Segment Start: Data records
use super::{can_configure, on_off, scope_id, update_config};
use crate::community::{BoosterSettings, VanitySettings};
use crate::{COMMAND_TARGET, Context, Error};
use poise::serenity_prelude::{GuildChannel, Role};
use std::fmt::Write as _;
use tracing::info;

fn mention_role(id: Option<u64>) -> String {
    id.map_or_else(|| "Not set".to_string(), |id| format!("<@&{id}>"))
}

fn mention_channel(id: Option<u64>) -> String {
    id.map_or_else(|| "Not set".to_string(), |id| format!("<#{id}>"))
}

/// Reward members who advertise the server in their status
#[poise::command(
    prefix_command,
    slash_command,
    guild_only,
    subcommands("enable", "disable", "role", "match_text", "announce", "status"),
    subcommand_required
)]
pub async fn vanity(_ctx: Context<'_>) -> Result<(), Error> {
    Ok(())
}

/// Start granting the vanity role
#[poise::command(prefix_command, slash_command, guild_only, check = "can_configure")]
pub async fn enable(ctx: Context<'_>) -> Result<(), Error> {
    update_config(ctx, |c| c.vanity.enabled = true).await?;
    let settings = ctx
        .data()
        .store()
        .get_or_default(scope_id(ctx)?)
        .await?
        .vanity
        .clone();
    let mut reply = String::from("Vanity roles enabled.");
    if settings.role_id.is_none() || settings.match_text.is_none() {
        reply.push_str(" Set a role and the status text to match before it takes effect.");
    }
    ctx.say(reply).await?;
    Ok(())
}

/// Stop granting the vanity role
#[poise::command(prefix_command, slash_command, guild_only, check = "can_configure")]
pub async fn disable(ctx: Context<'_>) -> Result<(), Error> {
    update_config(ctx, |c| c.vanity.enabled = false).await?;
    ctx.say("Vanity roles disabled.").await?;
    Ok(())
}

/// Role given to members with the matching status
#[poise::command(prefix_command, slash_command, guild_only, check = "can_configure")]
pub async fn role(
    ctx: Context<'_>,
    #[description = "Vanity role"] role: Role,
) -> Result<(), Error> {
    if role.managed || role.id.get() == scope_id(ctx)? {
        ctx.say("That role cannot be assigned by the bot.").await?;
        return Ok(());
    }
    let role_id = role.id.get();
    update_config(ctx, move |c| c.vanity.role_id = Some(role_id)).await?;
    ctx.say(format!("Vanity role set to <@&{role_id}>.")).await?;
    Ok(())
}

/// Text the custom status must contain
#[poise::command(
    prefix_command,
    slash_command,
    guild_only,
    rename = "match",
    check = "can_configure"
)]
pub async fn match_text(
    ctx: Context<'_>,
    #[description = "For example your invite link"]
    #[rest]
    text: String,
) -> Result<(), Error> {
    let text = text.trim().to_string();
    if text.is_empty() {
        ctx.say("The status text cannot be empty.").await?;
        return Ok(());
    }
    info!(target: COMMAND_TARGET, "{} set vanity match {text:?} in guild {:?}", ctx.author().id, ctx.guild_id());
    let reply = format!("Vanity status text set to `{text}`.");
    update_config(ctx, move |c| c.vanity.match_text = Some(text)).await?;
    ctx.say(reply).await?;
    Ok(())
}

/// Where and how to thank members who pick up the role
#[poise::command(prefix_command, slash_command, guild_only, check = "can_configure")]
pub async fn announce(
    ctx: Context<'_>,
    #[description = "Announcement channel"]
    #[channel_types("Text")]
    channel: GuildChannel,
    #[description = "Supports {user.mention}"]
    #[rest]
    text: String,
) -> Result<(), Error> {
    let channel_id = channel.id.get();
    update_config(ctx, move |c| {
        c.vanity.announce_channel_id = Some(channel_id);
        c.vanity.announce_text = Some(text);
    })
    .await?;
    ctx.say(format!("Vanity announcements go to <#{channel_id}>."))
        .await?;
    Ok(())
}

fn vanity_text(settings: &VanitySettings) -> String {
    let mut text = String::from("**Vanity settings**\n");
    let _ = writeln!(text, "Status: {}", on_off(settings.enabled));
    let _ = writeln!(text, "Role: {}", mention_role(settings.role_id));
    let _ = writeln!(
        text,
        "Match: {}",
        settings.match_text.as_deref().unwrap_or("Not set")
    );
    let _ = write!(
        text,
        "Announcements: {}",
        mention_channel(settings.announce_channel_id)
    );
    text
}

/// Show the vanity settings
#[poise::command(prefix_command, slash_command, guild_only)]
pub async fn status(ctx: Context<'_>) -> Result<(), Error> {
    let config = ctx.data().store().get_or_default(scope_id(ctx)?).await?;
    ctx.say(vanity_text(&config.vanity)).await?;
    Ok(())
}

/// Thank members when they boost the server
#[poise::command(
    prefix_command,
    slash_command,
    guild_only,
    subcommands("booster_enable", "booster_disable", "booster_message", "booster_status"),
    subcommand_required
)]
pub async fn booster(_ctx: Context<'_>) -> Result<(), Error> {
    Ok(())
}

/// Start announcing boosts
#[poise::command(
    prefix_command,
    slash_command,
    guild_only,
    rename = "enable",
    check = "can_configure"
)]
pub async fn booster_enable(ctx: Context<'_>) -> Result<(), Error> {
    update_config(ctx, |c| c.booster.enabled = true).await?;
    ctx.say("Boost announcements enabled.").await?;
    Ok(())
}

/// Stop announcing boosts
#[poise::command(
    prefix_command,
    slash_command,
    guild_only,
    rename = "disable",
    check = "can_configure"
)]
pub async fn booster_disable(ctx: Context<'_>) -> Result<(), Error> {
    update_config(ctx, |c| c.booster.enabled = false).await?;
    ctx.say("Boost announcements disabled.").await?;
    Ok(())
}

/// Channel and text for boost announcements
#[poise::command(
    prefix_command,
    slash_command,
    guild_only,
    rename = "message",
    check = "can_configure"
)]
pub async fn booster_message(
    ctx: Context<'_>,
    #[description = "Announcement channel"]
    #[channel_types("Text")]
    channel: GuildChannel,
    #[description = "Supports {user.mention}"]
    #[rest]
    text: String,
) -> Result<(), Error> {
    let channel_id = channel.id.get();
    update_config(ctx, move |c| {
        c.booster.channel_id = Some(channel_id);
        c.booster.text = Some(text);
    })
    .await?;
    ctx.say(format!("Boost announcements go to <#{channel_id}>."))
        .await?;
    Ok(())
}

fn booster_text(settings: &BoosterSettings) -> String {
    format!(
        "**Booster settings**\nStatus: {}\nChannel: {}\nMessage: {}",
        on_off(settings.enabled),
        mention_channel(settings.channel_id),
        settings.text.as_deref().unwrap_or("Not set")
    )
}

/// Show the boost announcement settings
#[poise::command(prefix_command, slash_command, guild_only, rename = "status")]
pub async fn booster_status(ctx: Context<'_>) -> Result<(), Error> {
    let config = ctx.data().store().get_or_default(scope_id(ctx)?).await?;
    ctx.say(booster_text(&config.booster)).await?;
    Ok(())
}

#[cfg(test)]
mod tests {
    use super::*;

    #[test]
    fn test_subcommand_names() {
        let names: Vec<String> = vanity().subcommands.into_iter().map(|c| c.name).collect();
        assert_eq!(names, vec!["enable", "disable", "role", "match", "announce", "status"]);

        let names: Vec<String> = booster().subcommands.into_iter().map(|c| c.name).collect();
        assert_eq!(names, vec!["enable", "disable", "message", "status"]);
    }

    #[test]
    fn test_status_texts() {
        let vanity = VanitySettings {
            enabled: true,
            role_id: Some(4),
            match_text: Some("gg/rust".to_string()),
            announce_channel_id: None,
            announce_text: None,
        };
        assert_eq!(
            vanity_text(&vanity),
            "**Vanity settings**\nStatus: enabled\nRole: <@&4>\nMatch: gg/rust\nAnnouncements: Not set"
        );
        assert_eq!(
            booster_text(&BoosterSettings::default()),
            "**Booster settings**\nStatus: disabled\nChannel: Not set\nMessage: Not set"
        );
    }
}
Segment End: Data records
## Aim of the exercise
Copy out every line of the listing that includes the string "super".

## Answer section
use super::{can_configure, on_off, scope_id, update_config};
    use super::*;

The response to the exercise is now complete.